Could you please find each line in the records that contains the word "payload" and copy it?

[[ DATA FOR PROCESSING, beginning ]]

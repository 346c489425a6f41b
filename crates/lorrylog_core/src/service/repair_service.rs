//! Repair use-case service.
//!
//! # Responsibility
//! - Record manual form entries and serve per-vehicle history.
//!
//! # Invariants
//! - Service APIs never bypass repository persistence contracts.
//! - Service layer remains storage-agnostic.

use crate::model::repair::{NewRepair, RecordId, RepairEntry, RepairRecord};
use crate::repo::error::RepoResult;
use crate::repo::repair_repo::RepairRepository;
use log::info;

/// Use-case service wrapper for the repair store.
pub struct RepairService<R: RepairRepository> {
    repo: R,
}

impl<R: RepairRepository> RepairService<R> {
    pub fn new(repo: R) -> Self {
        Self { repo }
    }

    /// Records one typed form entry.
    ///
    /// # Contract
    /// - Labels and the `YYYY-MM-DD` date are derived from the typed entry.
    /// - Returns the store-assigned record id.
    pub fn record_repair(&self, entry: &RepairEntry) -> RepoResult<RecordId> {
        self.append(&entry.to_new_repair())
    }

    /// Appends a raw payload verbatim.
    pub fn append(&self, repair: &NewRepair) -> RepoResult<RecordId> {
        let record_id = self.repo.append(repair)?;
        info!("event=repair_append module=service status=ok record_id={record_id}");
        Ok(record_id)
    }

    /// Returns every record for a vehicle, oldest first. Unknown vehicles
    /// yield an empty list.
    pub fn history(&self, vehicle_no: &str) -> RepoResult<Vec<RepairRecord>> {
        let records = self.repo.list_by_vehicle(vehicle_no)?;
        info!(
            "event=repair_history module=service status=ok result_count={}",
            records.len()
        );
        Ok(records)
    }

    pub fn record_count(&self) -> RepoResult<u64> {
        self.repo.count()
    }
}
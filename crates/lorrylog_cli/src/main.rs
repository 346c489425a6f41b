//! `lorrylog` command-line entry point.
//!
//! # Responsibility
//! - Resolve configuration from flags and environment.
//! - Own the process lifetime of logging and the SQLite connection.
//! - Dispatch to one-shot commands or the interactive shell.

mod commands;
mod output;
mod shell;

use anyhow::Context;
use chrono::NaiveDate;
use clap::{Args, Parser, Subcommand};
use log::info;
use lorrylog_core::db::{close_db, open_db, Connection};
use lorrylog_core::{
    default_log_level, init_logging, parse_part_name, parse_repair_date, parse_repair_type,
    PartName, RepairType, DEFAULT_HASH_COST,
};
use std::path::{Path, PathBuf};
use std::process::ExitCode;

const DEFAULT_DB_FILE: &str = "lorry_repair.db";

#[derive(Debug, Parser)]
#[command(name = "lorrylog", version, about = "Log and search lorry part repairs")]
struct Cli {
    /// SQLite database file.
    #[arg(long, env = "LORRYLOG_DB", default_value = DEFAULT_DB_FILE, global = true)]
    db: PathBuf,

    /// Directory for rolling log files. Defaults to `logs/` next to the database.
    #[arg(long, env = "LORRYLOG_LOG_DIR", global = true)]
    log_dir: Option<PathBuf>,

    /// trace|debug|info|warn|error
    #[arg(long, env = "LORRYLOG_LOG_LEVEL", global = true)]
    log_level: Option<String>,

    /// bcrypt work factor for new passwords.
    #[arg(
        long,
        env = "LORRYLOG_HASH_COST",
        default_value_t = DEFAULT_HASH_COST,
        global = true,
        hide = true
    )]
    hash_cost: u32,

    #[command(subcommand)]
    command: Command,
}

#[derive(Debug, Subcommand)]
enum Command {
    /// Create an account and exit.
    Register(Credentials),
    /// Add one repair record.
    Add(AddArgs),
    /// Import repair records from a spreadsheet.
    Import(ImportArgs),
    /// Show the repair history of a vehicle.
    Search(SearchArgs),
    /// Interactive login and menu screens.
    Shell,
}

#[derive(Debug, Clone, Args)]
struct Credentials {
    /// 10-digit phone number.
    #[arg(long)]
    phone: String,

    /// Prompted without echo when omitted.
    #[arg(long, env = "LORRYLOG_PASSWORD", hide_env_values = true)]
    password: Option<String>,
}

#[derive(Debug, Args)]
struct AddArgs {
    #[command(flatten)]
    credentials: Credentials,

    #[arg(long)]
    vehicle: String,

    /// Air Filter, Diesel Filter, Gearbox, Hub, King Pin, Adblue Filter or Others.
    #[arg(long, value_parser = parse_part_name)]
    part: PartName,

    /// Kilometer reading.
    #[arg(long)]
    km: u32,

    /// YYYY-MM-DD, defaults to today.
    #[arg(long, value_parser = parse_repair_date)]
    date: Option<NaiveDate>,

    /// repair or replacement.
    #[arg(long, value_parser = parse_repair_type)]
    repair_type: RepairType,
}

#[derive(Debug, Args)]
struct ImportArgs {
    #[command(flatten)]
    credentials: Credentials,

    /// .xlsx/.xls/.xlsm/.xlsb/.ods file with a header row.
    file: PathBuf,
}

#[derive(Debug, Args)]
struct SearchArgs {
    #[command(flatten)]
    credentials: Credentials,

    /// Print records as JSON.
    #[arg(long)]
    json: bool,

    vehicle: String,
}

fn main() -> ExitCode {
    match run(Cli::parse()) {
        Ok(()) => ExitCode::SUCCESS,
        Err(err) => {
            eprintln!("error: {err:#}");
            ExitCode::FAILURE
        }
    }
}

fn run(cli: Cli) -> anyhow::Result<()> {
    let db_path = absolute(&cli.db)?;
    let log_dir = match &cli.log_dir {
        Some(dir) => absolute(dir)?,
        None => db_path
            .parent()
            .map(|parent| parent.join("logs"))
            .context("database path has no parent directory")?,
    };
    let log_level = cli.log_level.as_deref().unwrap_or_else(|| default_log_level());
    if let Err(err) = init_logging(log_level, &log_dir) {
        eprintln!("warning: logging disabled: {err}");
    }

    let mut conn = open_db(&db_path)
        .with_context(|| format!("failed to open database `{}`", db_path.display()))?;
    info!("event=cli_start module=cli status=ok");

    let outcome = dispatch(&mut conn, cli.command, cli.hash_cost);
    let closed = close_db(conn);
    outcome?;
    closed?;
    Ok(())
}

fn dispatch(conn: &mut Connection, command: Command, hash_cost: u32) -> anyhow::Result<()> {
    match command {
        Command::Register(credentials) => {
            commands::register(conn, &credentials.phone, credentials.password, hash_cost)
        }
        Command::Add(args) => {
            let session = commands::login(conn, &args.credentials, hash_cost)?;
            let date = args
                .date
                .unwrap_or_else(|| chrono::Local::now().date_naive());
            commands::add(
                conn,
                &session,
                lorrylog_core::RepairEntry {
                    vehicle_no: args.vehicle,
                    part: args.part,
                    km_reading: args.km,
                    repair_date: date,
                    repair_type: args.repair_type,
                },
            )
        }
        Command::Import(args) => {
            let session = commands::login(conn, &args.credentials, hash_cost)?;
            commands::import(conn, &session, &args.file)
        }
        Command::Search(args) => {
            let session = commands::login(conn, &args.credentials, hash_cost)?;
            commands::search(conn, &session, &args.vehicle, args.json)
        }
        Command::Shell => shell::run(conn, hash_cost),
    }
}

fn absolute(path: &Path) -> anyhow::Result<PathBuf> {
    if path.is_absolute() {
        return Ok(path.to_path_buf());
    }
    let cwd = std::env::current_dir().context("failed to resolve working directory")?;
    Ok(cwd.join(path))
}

[[ DATA FOR PROCESSING, end ]]
[[ DATA FOR PROCESSING, beginning ]]

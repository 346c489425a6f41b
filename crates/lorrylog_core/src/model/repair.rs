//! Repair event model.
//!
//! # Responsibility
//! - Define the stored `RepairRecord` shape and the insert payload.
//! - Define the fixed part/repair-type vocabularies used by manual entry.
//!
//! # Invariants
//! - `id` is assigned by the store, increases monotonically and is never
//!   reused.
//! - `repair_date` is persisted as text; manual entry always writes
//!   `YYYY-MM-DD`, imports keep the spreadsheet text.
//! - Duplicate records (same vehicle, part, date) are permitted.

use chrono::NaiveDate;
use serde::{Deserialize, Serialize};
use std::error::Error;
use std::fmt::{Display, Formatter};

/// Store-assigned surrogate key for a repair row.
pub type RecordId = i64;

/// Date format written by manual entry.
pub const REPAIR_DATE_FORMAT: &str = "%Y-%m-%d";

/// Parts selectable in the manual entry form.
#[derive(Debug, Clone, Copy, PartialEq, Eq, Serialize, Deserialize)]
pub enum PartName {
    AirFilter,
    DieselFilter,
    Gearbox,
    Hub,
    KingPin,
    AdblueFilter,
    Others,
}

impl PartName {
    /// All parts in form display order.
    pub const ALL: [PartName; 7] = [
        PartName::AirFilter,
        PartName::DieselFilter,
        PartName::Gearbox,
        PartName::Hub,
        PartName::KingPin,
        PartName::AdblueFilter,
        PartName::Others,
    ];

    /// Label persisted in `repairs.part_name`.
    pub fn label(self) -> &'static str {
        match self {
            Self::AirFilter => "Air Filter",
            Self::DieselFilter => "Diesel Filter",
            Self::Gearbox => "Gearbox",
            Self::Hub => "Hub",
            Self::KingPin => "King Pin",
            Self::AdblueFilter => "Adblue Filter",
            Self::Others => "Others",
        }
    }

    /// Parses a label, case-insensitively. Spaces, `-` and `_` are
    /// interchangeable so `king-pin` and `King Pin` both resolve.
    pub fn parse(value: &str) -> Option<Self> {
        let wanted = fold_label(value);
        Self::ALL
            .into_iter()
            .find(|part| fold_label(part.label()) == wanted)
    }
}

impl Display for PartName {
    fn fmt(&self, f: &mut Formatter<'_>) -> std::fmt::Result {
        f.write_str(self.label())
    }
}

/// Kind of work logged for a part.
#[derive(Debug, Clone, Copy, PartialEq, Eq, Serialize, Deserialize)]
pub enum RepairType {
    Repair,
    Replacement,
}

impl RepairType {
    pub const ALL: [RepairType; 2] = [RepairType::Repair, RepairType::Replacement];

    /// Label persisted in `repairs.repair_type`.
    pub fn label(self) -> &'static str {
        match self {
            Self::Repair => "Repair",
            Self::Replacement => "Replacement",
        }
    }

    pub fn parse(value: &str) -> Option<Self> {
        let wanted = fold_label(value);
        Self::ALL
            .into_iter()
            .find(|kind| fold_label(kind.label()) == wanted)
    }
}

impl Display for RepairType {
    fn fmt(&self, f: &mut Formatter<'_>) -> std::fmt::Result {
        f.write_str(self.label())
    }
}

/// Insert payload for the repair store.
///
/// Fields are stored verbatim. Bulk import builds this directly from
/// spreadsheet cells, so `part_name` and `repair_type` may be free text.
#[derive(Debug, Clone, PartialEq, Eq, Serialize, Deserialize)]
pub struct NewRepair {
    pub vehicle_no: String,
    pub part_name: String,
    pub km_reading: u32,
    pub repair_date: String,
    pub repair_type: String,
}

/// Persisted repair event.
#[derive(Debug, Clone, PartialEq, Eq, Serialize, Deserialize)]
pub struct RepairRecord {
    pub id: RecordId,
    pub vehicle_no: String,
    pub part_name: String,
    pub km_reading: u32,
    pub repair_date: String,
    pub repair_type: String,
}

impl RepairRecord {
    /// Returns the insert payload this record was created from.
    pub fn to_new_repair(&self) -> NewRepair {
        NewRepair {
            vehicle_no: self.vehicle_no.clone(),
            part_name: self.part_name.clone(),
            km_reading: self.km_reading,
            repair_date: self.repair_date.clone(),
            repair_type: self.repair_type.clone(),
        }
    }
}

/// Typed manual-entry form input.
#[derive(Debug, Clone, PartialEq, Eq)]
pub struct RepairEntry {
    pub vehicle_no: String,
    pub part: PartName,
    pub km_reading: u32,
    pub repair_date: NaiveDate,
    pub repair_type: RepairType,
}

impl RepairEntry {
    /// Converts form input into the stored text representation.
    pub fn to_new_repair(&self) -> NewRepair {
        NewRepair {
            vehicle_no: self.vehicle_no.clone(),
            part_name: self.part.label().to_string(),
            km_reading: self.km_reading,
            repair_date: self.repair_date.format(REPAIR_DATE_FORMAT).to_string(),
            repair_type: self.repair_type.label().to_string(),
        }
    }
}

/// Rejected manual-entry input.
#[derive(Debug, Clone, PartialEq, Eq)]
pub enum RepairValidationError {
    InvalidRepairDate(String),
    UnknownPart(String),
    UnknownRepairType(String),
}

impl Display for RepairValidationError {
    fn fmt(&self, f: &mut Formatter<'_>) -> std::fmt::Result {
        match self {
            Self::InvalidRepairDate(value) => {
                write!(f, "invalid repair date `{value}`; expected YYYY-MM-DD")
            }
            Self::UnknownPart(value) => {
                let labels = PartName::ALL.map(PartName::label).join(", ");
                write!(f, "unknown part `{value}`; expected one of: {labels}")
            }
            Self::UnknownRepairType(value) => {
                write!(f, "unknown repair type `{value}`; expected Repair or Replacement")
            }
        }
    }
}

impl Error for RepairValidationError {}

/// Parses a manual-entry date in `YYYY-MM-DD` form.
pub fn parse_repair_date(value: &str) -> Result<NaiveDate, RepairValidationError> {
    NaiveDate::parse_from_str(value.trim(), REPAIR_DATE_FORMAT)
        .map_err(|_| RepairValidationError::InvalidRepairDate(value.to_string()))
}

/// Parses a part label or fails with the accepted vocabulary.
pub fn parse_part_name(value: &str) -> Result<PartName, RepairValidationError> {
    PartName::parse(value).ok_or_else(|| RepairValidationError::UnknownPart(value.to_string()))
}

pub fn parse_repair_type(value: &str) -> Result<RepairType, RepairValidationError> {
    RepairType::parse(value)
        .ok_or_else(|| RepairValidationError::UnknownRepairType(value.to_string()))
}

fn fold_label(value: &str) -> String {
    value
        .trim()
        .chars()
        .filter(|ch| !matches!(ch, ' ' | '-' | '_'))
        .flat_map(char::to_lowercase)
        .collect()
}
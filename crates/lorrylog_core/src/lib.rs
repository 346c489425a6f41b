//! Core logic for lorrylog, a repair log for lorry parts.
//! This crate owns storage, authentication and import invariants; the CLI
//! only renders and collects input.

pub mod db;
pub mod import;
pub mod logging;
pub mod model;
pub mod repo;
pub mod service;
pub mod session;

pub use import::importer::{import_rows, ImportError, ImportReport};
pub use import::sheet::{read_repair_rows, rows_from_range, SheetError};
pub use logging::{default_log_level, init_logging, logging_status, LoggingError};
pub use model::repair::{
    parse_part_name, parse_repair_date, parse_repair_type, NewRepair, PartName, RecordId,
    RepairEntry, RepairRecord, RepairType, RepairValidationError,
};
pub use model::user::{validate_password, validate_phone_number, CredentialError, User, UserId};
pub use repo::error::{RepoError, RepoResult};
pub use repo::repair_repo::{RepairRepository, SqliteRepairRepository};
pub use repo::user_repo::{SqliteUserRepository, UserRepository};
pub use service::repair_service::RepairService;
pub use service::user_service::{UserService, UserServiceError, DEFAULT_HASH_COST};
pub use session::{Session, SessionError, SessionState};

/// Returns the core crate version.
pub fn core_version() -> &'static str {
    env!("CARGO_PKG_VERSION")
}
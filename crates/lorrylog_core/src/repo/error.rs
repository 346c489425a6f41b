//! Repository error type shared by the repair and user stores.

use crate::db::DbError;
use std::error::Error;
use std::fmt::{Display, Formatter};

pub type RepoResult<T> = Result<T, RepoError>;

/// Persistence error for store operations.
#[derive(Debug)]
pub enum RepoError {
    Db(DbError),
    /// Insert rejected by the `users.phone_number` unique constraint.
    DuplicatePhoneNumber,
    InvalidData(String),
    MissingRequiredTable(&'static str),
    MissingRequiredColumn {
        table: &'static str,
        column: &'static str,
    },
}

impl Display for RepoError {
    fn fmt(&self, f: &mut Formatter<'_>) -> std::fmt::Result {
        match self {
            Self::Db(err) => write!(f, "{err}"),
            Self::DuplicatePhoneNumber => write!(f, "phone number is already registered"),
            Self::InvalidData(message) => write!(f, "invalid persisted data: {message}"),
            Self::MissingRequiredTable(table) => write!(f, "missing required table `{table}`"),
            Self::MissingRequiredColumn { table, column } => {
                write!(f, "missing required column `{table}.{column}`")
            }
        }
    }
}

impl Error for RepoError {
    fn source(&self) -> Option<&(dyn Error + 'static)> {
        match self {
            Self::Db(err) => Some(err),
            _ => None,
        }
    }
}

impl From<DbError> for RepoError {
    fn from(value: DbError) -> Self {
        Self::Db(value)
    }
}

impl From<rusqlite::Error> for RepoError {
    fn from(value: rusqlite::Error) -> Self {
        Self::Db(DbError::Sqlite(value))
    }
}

[[ DATA FOR PROCESSING, end ]]

▶ _ANSWER BOX_
    /// Appends a raw payload verbatim.
//! - Define the stored `RepairRecord` shape and the insert payload.
/// Insert payload for the repair store.
    /// Returns the insert payload this record was created from.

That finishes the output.